- _Records supplied_
impl InputSource {
    fn from_file(filename: &str, file: fs::File) -> Self {
        InputSource {
            filename: filename.to_string(),
            kind: SourceKind::File(file),
            remote: false,
            metaint: 0,
            counter: 0,
            icy: Arc::new(Mutex::new(IcyState::default())),
        }
    }

    fn from_socket(filename: &str, stream: TcpStream, metaint: u32) -> Self {
        InputSource {
            filename: filename.to_string(),
            kind: SourceKind::Remote(stream),
            remote: true,
            metaint,
            counter: 0,
            icy: Arc::new(Mutex::new(IcyState::default())),
        }
    }

    pub fn filename(&self) -> &str {
        &self.filename
    }

    pub fn is_remote(&self) -> bool {
        self.remote
    }

    fn read_raw(&mut self, buf: &mut [u8]) -> io::Result<usize> {
        match &mut self.kind {
            SourceKind::File(file) => file.read(buf),
            SourceKind::Remote(stream) => stream.read(buf),
            #[cfg(test)]
            SourceKind::Memory(cursor) => cursor.read(buf),
        }
    }

    /// Read exactly `buf.len()` bytes, riding out the short poll timeouts,
    /// bounded by the HTTP read timeout. Used only for metadata blocks.
    /// Returns false when the stream ends before the first byte.
    fn read_raw_exact(&mut self, buf: &mut [u8]) -> io::Result<bool> {
        let deadline = Instant::now() + http::READ_TIMEOUT;
        let mut off = 0;
        while off < buf.len() {
            match self.read_raw(&mut buf[off..]) {
                Ok(0) if off == 0 => return Ok(false),
                Ok(0) => return Err(io::ErrorKind::UnexpectedEof.into()),
                Ok(n) => off += n,
                Err(err)
                    if matches!(
                        err.kind(),
                        io::ErrorKind::WouldBlock
                            | io::ErrorKind::TimedOut
                            | io::ErrorKind::Interrupted
                    ) =>
                {
                    if Instant::now() >= deadline {
                        return Err(io::ErrorKind::TimedOut.into());
                    }
                }
                Err(err) => return Err(err),
            }
        }
        Ok(true)
    }

    /// Consume one metadata frame. Returns false when the stream ended
    /// cleanly on the frame boundary.
    fn read_icy_metadata(&mut self) -> io::Result<bool> {
        let mut len = [0u8; 1];
        if !self.read_raw_exact(&mut len)? {
            return Ok(false);
        }
        let len = usize::from(len[0]) * 16;
        if len == 0 {
            return Ok(true);
        }
        let mut block = vec![0u8; len.min(ICY_MAX)];
        if !self.read_raw_exact(&mut block)? {
            return Err(io::ErrorKind::UnexpectedEof.into());
        }

        let text: String =
            String::from_utf8_lossy(&block).trim_end_matches('\0').to_string();
        debug!("stream metadata: {}", text);
        let mut state = self.icy.lock().unwrap();
        if state.data != text {
            state.data = text;
            state.changed = true;
        }
        Ok(true)
    }
}

impl Read for InputSource {
    /// Read PCM bytes. When the server framed the stream with
    /// `icy-metaint`, the metadata blocks are consumed here and never reach
    /// the decoder.
    fn read(&mut self, buf: &mut [u8]) -> io::Result<usize> {
        if self.metaint == 0 {
            return self.read_raw(buf);
        }
        if self.counter == self.metaint {
            if !self.read_icy_metadata()? {
                return Ok(0);
            }
            self.counter = 0;
        }
        let want = buf.len().min((self.metaint - self.counter) as usize);
        let n = self.read_raw(&mut buf[..want])?;
        self.counter += n as u32;
        Ok(n)
    }
}

impl Seek for InputSource {
    fn seek(&mut self, pos: SeekFrom) -> io::Result<u64> {
        match &mut self.kind {
            SourceKind::File(file) => file.seek(pos),
            SourceKind::Remote(_) => {
                Err(io::Error::new(io::ErrorKind::Unsupported, "stream is not seekable"))
            }
            #[cfg(test)]
            SourceKind::Memory(cursor) => cursor.seek(pos),
        }
    }
}

/// Extract the `StreamTitle` and `StreamUrl` values from a raw metadata
/// block (`StreamTitle='...';StreamUrl='...';`).
pub fn parse_stream_metadata(raw: &str) -> (Option<String>, Option<String>) {
    let mut title = None;
    let mut url = None;
    for item in raw.split(';') {
        let (key, val) = match item.split_once('=') {
            Some(pair) => pair,
            None => continue,
        };
        let val = val.trim_matches('\'');
        if key.eq_ignore_ascii_case("StreamTitle") {
            title = Some(val.to_string());
        }
        else if key.eq_ignore_ascii_case("StreamUrl") {
            url = Some(val.to_string());
        }
    }
    (title, url)
}

/// An open input: the selected plugin's decoder plus the conversion applied
/// to its output.
pub struct Input {
    filename: String,
    remote: bool,
    decoder: Box<dyn InputDecoder>,
    icy: Arc<Mutex<IcyState>>,
    conv: Conversion,
    /// Format of the bytes `read` returns (after conversion).
    sf: SampleFormat,
    eof: bool,
}

impl Input {
    /// Open `filename`, which is either a local path or an `http://` URL.
    pub fn open(filename: &str, registry: &InputRegistry) -> InputResult<Input> {
        let remote = http::is_url(filename);
        let (decoder, icy) = if remote {
            open_remote(filename, registry)?
        }
        else {
            open_file(filename, registry)?
        };

        let decoder_sf = decoder.sample_format();
        let conv = pcm::conversion(&decoder_sf);
        let sf = pcm::converted_format(&decoder_sf);
        debug!(
            "opened {}: {} (convert scale {}, in place {})",
            filename,
            decoder_sf,
            conv.scale,
            conv.convert_in_place.is_some(),
        );

        Ok(Input { filename: filename.to_string(), remote, decoder, icy, conv, sf, eof: false })
    }

    /// The sample format of the bytes `read` produces.
    pub fn sample_format(&self) -> SampleFormat {
        self.sf
    }

    pub fn filename(&self) -> &str {
        &self.filename
    }

    pub fn is_remote(&self) -> bool {
        self.remote
    }

    pub fn is_eof(&self) -> bool {
        self.eof
    }

    /// Read converted PCM into `buf`. Returns 0 at end of stream (latched
    /// into `is_eof`); a would-block error means no data arrived within the
    /// poll interval and the caller should retry.
    pub fn read(&mut self, buf: &mut [u8]) -> InputResult<usize> {
        let n = if self.conv.scale > 1 {
            // 8-bit and 16-bit mono formats expand through a scratch buffer.
            let mut tmp = [0u8; 8 * 1024];
            let count = (buf.len() / self.conv.scale).min(tmp.len());
            let rc = self.decoder.read(&mut tmp[..count])?;
            if let Some(convert_in_place) = self.conv.convert_in_place {
                convert_in_place(&mut tmp[..rc]);
            }
            if let Some(convert) = self.conv.convert {
                convert(&mut buf[..rc * self.conv.scale], &tmp[..rc]);
            }
            rc * self.conv.scale
        }
        else {
            let rc = self.decoder.read(buf)?;
            if let Some(convert_in_place) = self.conv.convert_in_place {
                convert_in_place(&mut buf[..rc]);
            }
            rc
        };
        if n == 0 {
            self.eof = true;
        }
        Ok(n)
    }

    /// Seek to an absolute offset in seconds. Not supported for streams.
    pub fn seek(&mut self, seconds: f64) -> InputResult<()> {
        if self.remote {
            return Err(InputError::FunctionNotSupported);
        }
        self.decoder.seek(seconds)?;
        self.eof = false;
        Ok(())
    }

    pub fn read_comments(&mut self) -> InputResult<Comments> {
        self.decoder.read_comments()
    }

    pub fn duration(&mut self) -> InputResult<i64> {
        self.decoder.duration()
    }

    /// Take the stream metadata if it changed since the last call.
    pub fn metadata_changed(&mut self) -> Option<String> {
        let mut state = self.icy.lock().unwrap();
        if state.changed {
            state.changed = false;
            Some(state.data.clone())
        }
        else {
            None
        }
    }
}

fn open_file(
    filename: &str,
    registry: &InputRegistry,
) -> InputResult<(Box<dyn InputDecoder>, Arc<Mutex<IcyState>>)> {
    let ext = extension(filename).ok_or(InputError::UnrecognizedFileType)?;
    let descriptor = registry.by_extension(ext).ok_or(InputError::UnrecognizedFileType)?;
    let file = fs::File::open(filename)?;
    let source = InputSource::from_file(filename, file);
    let icy = source.icy.clone();
    let decoder = (descriptor.open)(source)?;
    Ok((decoder, icy))
}

fn do_http_get(uri: &str) -> InputResult<(TcpStream, http::Response)> {
    let uri = http::parse_uri(uri)?;
    let (stream, response) = http::get(&uri)?;
    if response.code != 200 {
        return Err(InputError::HttpStatus(response.code, response.reason));
    }
    Ok((stream, response))
}

fn setup_remote(
    filename: &str,
    response: &http::Response,
    stream: TcpStream,
    registry: &InputRegistry,
) -> InputResult<(Box<dyn InputDecoder>, Arc<Mutex<IcyState>>)> {
    let descriptor = match response.header("Content-Type") {
        Some(mime) => registry.by_mime(mime).or_else(|| {
            warn!("unsupported content type {}, assuming audio/mpeg", mime);
            registry.by_mime("audio/mpeg")
        }),
        None => {
            debug!("no content type, assuming audio/mpeg");
            registry.by_mime("audio/mpeg")
        }
    }
    .ok_or(InputError::FileFormat)?;

    let metaint = response
        .header("icy-metaint")
        .and_then(|val| val.trim().parse::<u32>().ok())
        .unwrap_or(0);
    if metaint > 0 {
        debug!("metaint: {}", metaint);
    }

    stream.set_read_timeout(Some(READ_POLL)).map_err(InputError::Io)?;
    let source = InputSource::from_socket(filename, stream, metaint);
    let icy = source.icy.clone();
    let decoder = (descriptor.open)(source)?;
    Ok((decoder, icy))
}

- _Work order_
Starting at the line above that contains "fn do_http_get(uri: &str)", write out each line exactly until the line that contains "let metaint = response" has been written, and stop there.

- _Output of the exercise_
fn do_http_get(uri: &str) -> InputResult<(TcpStream, http::Response)> {
    let uri = http::parse_uri(uri)?;
    let (stream, response) = http::get(&uri)?;
    if response.code != 200 {
        return Err(InputError::HttpStatus(response.code, response.reason));
    }
    Ok((stream, response))
}

fn setup_remote(
    filename: &str,
    response: &http::Response,
    stream: TcpStream,
    registry: &InputRegistry,
) -> InputResult<(Box<dyn InputDecoder>, Arc<Mutex<IcyState>>)> {
    let descriptor = match response.header("Content-Type") {
        Some(mime) => registry.by_mime(mime).or_else(|| {
            warn!("unsupported content type {}, assuming audio/mpeg", mime);
            registry.by_mime("audio/mpeg")
        }),
        None => {
            debug!("no content type, assuming audio/mpeg");
            registry.by_mime("audio/mpeg")
        }
    }
    .ok_or(InputError::FileFormat)?;

    let metaint = response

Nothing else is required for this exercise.